Local hosting behind a VPS
I want to replicate the architecture used by autistici/inventati, which hosts services on machines that are not directly accessible from the internet, and external traffic is routed to them from a VPS using a VPN.
The architecture includes:
- a wireguard VPN container on the VPS
- a caddy container on the VPS, that shares the network with the wireguard container
- a wireguard VPN container on the home server, that connects to the wireguard container on the VPS
- a web app running on the home server inside a container, sharing the network with the wireguard container on the home server
The wireguard container on the VPS looks like:
services:
vpn:
image: linuxserver/wireguard
cap_add:
- NET_ADMIN
- SYS_MODULE
restart: unless-stopped
sysctls:
net.ipv4.ip_forward: 1
ports:
- "80:80"
- "443:443"
- "51820:51820/udp"
volumes:
- ./wg-config/wg0.conf:/config/wg_confs/wg0.conf
environment:
- PUID=1000
- PGID=1000
The wg0.conf file has the following contents:
[Interface]
Address = 10.0.0.1/24
PrivateKey = SERVER_PRIVATE_KEY
ListenPort = 51820
PostUp = iptables -A FORWARD -i wg0 -j ACCEPT; iptables -t nat -A POSTROUTING -o eth0 -j MASQUERADE
PostUp = iptables -t nat -A POSTROUTING -o eth0 -j MASQUERADE
PostDown = iptables -t nat -D POSTROUTING -o eth0 -j MASQUERADE
On the home server, the container has the following contents:
services:
vpn:
image: linuxserver/wireguard
cap_add:
- NET_ADMIN
- SYS_MODULE
restart: unless-stopped
sysctls:
- net.ipv4.conf.all.src_valid_mark=1
volumes:
- ./wg-config/wg0.conf:/config/wg_confs/wg0.conf
- /lib/modules:/lib/modules
healthcheck:
test: ["CMD-SHELL", "ping -c 1 -w 5 10.0.0.1 || exit 1"]
interval: 30s
The wg0.conf file has the following contents:
[Interface]
Address = 10.0.0.2/24
PrivateKey = APP_PRIVATE_KEY
PostUp = iptables -t nat -A POSTROUTING -o wg0 -j MASQUERADE
PostDown = iptables -t nat -D POSTROUTING -o wg0 -j MASQUERADE
[Peer]
PublicKey = SERVER_PUBLIC_KEY
Endpoint = 1.2.3.4:51820
AllowedIPs = 0.0.0.0/0
PersistentKeepalive = 25
Give a different IP address to each service that you add.

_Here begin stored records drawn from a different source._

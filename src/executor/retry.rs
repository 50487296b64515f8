//! Suppression predicates and the bounded retry loop.

use super::command::{CommandSpec, ProcessRunner};
use super::output::OutputCapture;
use super::ExecError;
use crate::ui;
use regex::Regex;
use std::cell::RefCell;
use std::io::{self, Write};

/// Retries after the first attempt, so `RETRY_BUDGET + 1` total attempts.
///
/// Fixed by observation of how flaky helm/terraform invocations behave in
/// practice; deliberately not user-tunable configuration.
pub const RETRY_BUDGET: u32 = 2;

/// Decides whether the captured output of a *failed* command shows the
/// system was already in the desired end state.
///
/// Exit codes alone cannot distinguish "nothing to do" from a real failure
/// for helm and terraform; the output text is the only signal. Each call
/// site picks its own predicate.
#[derive(Debug)]
pub enum Suppression {
    /// Any failure propagates (terraform destroy must fully reconcile).
    Never,
    /// A failure whose output matches is treated as success.
    Matches(Regex),
}

impl Suppression {
    /// Build a pattern-matching predicate.
    pub fn matches(pattern: &str) -> Result<Self, regex::Error> {
        Ok(Self::Matches(Regex::new(pattern)?))
    }

    /// Whether this failed output is an acceptable no-op.
    pub fn accepts(&self, output: &str) -> bool {
        match self {
            Self::Never => false,
            Self::Matches(re) => re.is_match(output),
        }
    }
}

/// Runs commands through a capture-mode [`OutputCapture`], converting
/// suppressible failures to success and retrying the rest up to
/// [`RETRY_BUDGET`] times.
pub struct Executor<'a> {
    runner: &'a dyn ProcessRunner,
    console: RefCell<Box<dyn Write + 'a>>,
}

impl<'a> Executor<'a> {
    /// Create an executor that reports progress on stdout.
    pub fn new(runner: &'a dyn ProcessRunner) -> Self {
        Self::with_console(runner, Box::new(io::stdout()))
    }

    /// Create an executor reporting progress to an arbitrary writer.
    pub fn with_console(runner: &'a dyn ProcessRunner, console: Box<dyn Write + 'a>) -> Self {
        Self {
            runner,
            console: RefCell::new(console),
        }
    }

    /// Run `spec` to completion.
    ///
    /// Returns Ok on success or on a failure accepted by `suppression`
    /// (even on the first attempt). Otherwise retries immediately, with an
    /// operator-visible countdown, and returns the last error once the
    /// budget is exhausted.
    pub fn run_suppressed(
        &self,
        suppression: &Suppression,
        spec: &CommandSpec,
    ) -> Result<(), ExecError> {
        let mut remaining = RETRY_BUDGET;
        let mut console = self.console.borrow_mut();
        loop {
            ui::highlight(&format!("{} ~> ", spec.render()));
            let mut out = OutputCapture::capture(&mut **console);
            let result = self.runner.run(spec, &mut out);
            let text = out.finish();
            writeln!(console)?;

            let err = match result {
                Ok(()) => return Ok(()),
                Err(err) => err,
            };

            if suppression.accepts(&text) {
                log::debug!("suppressed failure of {}: {err}", spec.program);
                return Ok(());
            }

            if remaining == 0 {
                return Err(err);
            }

            writeln!(console, "retrying command, number of retries remaining: {remaining}")?;
            remaining -= 1;
        }
    }
}
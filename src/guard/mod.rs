//! Guard rails: safety policy and loop detection applied before any
//! delegate invocation is issued.

pub mod evaluator;
pub mod history;

pub use evaluator::{GuardConfig, GuardRailEvaluator, GuardVerdict, ProposedInvocation, Violation};
pub use history::{
    fingerprint, ActionHistory, ActionHistoryEntry, ActorId, EntryOutcome,
    DEFAULT_HISTORY_CAPACITY,
};
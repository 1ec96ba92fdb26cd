//! The delegate capability contract.
//!
//! A delegate is anything that can take an invocation payload and hand back
//! a structured response: a team, a single worker, an external process. What
//! happens inside is opaque to the engine.

use async_trait::async_trait;
use serde::{Deserialize, Serialize};
use serde_json::Value;

use crate::core::invocation::InvocationPayload;
use crate::error::Result;

/// Delegate class, which selects the invocation timeout.
#[derive(Debug, Clone, Copy, PartialEq, Eq, Hash, Serialize, Deserialize, Default)]
#[serde(rename_all = "snake_case")]
pub enum DelegateClass {
    #[default]
    Team,
    Worker,
}

impl std::fmt::Display for DelegateClass {
    fn fmt(&self, f: &mut std::fmt::Formatter<'_>) -> std::fmt::Result {
        match self {
            DelegateClass::Team => write!(f, "team"),
            DelegateClass::Worker => write!(f, "worker"),
        }
    }
}

/// What a delegate returns from `execute`.
#[derive(Debug, Clone, PartialEq, Serialize, Deserialize)]
pub struct DelegateResponse {
    pub success: bool,
    #[serde(default)]
    pub result: Value,
    #[serde(default)]
    pub sub_score: Option<f64>,
    #[serde(default)]
    pub error: Option<String>,
}

impl DelegateResponse {
    pub fn success(result: Value, sub_score: Option<f64>) -> Self {
        Self {
            success: true,
            result,
            sub_score,
            error: None,
        }
    }

    pub fn failure(error: impl Into<String>) -> Self {
        Self {
            success: false,
            result: Value::Null,
            sub_score: None,
            error: Some(error.into()),
        }
    }
}

#[async_trait]
pub trait Delegate: Send + Sync {
    fn name(&self) -> &str;

    fn class(&self) -> DelegateClass {
        DelegateClass::Team
    }

    /// Run one unit of work. An `Err` is treated the same as an
    /// unsuccessful response.
    async fn execute(&self, payload: &InvocationPayload) -> Result<DelegateResponse>;
}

The container for the app running on the home server needs to be configured with network_mode: "service:vpn".
The private keys for the two parties have to be generated with:
wg genkey
The public keys can then be generated with:
echo PRIVATE_KEY | wg pubkey
Adding apps to the VPS
Each app must be added to the configuration of wireguard container running on the VPS:
[Peer]
PublicKey = APP_PUBLIC_KEY
AllowedIPs = 10.0.0.2/32
To add a new peer to the VPS without restarting the wireguard container you can use:
docker compose exec vpn wg set wg0 peer APP_PUBLIC_KEY allowed-ips 10.0.0.2/32
The reverse proxy on the VPS looks like this:
services:
reverse-proxy:
image: caddy:latest
restart: unless-stopped
network_mode: "service:vpn"
volumes:
- ./caddy/Caddyfile:/etc/caddy/Caddyfile
- ./caddy/data:/data
- ./caddy/config:/config
The Caddyfile configuration should contain an entry for each app that you want to expose:
website.example.com {
reverse_proxy 10.0.0.2:80
}
If your app needs to receive traffic on ports other than 80 and 443, you need to:
- expose the port on the wireguard container running on the VPS
- route traffic directly from the wireguard container to the app container by updating the wireguard configuration
PostUp = iptables -t nat -A PREROUTING -p tcp --dport 22 -j DNAT --to-destination 10.0.0.2:22
PostDown = iptables -t nat -D PREROUTING -p tcp --dport 22 -j DNAT --to-destination 10.0.0.2:22
Open questions:
- How can I add/edit/remove a single service from this setup without affecting other services? Restarting the wireguard container on the VPS prevents all services from working
- How can I mark a single service as in “maintenance mode” with Caddy?
- How can we simplify this configuration to avoid repetitions in the VPS and home server?